Where the records hold the string "digits", show the whole line it sits on.

Records excerpted from a collection:
=== Begin Enclosure ===
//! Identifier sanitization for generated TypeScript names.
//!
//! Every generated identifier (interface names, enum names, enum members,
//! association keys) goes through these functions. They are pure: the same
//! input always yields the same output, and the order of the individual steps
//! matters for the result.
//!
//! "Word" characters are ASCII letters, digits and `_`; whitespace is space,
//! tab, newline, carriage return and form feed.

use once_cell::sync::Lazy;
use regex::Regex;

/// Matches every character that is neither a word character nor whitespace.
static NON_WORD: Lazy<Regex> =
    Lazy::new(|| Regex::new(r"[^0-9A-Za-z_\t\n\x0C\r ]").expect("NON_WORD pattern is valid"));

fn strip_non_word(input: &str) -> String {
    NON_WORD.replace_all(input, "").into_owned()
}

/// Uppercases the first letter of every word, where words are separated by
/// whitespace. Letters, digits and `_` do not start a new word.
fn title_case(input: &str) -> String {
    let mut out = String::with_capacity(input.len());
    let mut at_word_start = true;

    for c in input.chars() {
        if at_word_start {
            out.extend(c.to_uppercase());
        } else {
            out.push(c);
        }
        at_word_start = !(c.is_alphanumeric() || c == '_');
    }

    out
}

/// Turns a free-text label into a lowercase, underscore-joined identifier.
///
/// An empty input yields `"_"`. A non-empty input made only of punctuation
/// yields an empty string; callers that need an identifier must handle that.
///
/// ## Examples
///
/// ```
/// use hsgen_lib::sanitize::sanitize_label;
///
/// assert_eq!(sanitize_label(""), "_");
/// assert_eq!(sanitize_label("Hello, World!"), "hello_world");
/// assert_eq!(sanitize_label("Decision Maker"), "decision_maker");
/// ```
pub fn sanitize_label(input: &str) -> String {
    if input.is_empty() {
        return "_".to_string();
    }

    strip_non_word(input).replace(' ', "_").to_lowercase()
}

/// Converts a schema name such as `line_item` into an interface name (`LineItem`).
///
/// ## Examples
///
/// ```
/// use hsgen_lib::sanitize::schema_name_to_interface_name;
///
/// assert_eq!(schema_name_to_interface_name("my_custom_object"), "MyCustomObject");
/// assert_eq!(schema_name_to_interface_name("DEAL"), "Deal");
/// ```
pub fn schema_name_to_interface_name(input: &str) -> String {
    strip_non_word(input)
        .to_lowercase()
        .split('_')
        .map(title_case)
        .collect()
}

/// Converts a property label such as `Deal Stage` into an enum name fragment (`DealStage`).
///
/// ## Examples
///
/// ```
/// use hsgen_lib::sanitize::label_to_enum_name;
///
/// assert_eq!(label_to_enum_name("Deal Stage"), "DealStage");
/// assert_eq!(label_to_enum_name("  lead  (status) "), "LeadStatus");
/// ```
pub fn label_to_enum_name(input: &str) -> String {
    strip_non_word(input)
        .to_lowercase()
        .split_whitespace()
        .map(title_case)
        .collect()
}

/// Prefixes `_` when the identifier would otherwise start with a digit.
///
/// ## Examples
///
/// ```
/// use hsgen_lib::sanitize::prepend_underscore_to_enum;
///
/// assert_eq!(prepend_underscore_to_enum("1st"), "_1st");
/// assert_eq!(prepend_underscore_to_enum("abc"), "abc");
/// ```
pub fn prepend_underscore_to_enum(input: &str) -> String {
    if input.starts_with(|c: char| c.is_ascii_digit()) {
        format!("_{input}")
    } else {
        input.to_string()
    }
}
=== End Enclosure ===
→ **ANSWER TO THE EXERCISE**
//! "Word" characters are ASCII letters, digits and `_`; whitespace is space,
/// whitespace. Letters, digits and `_` do not start a new word.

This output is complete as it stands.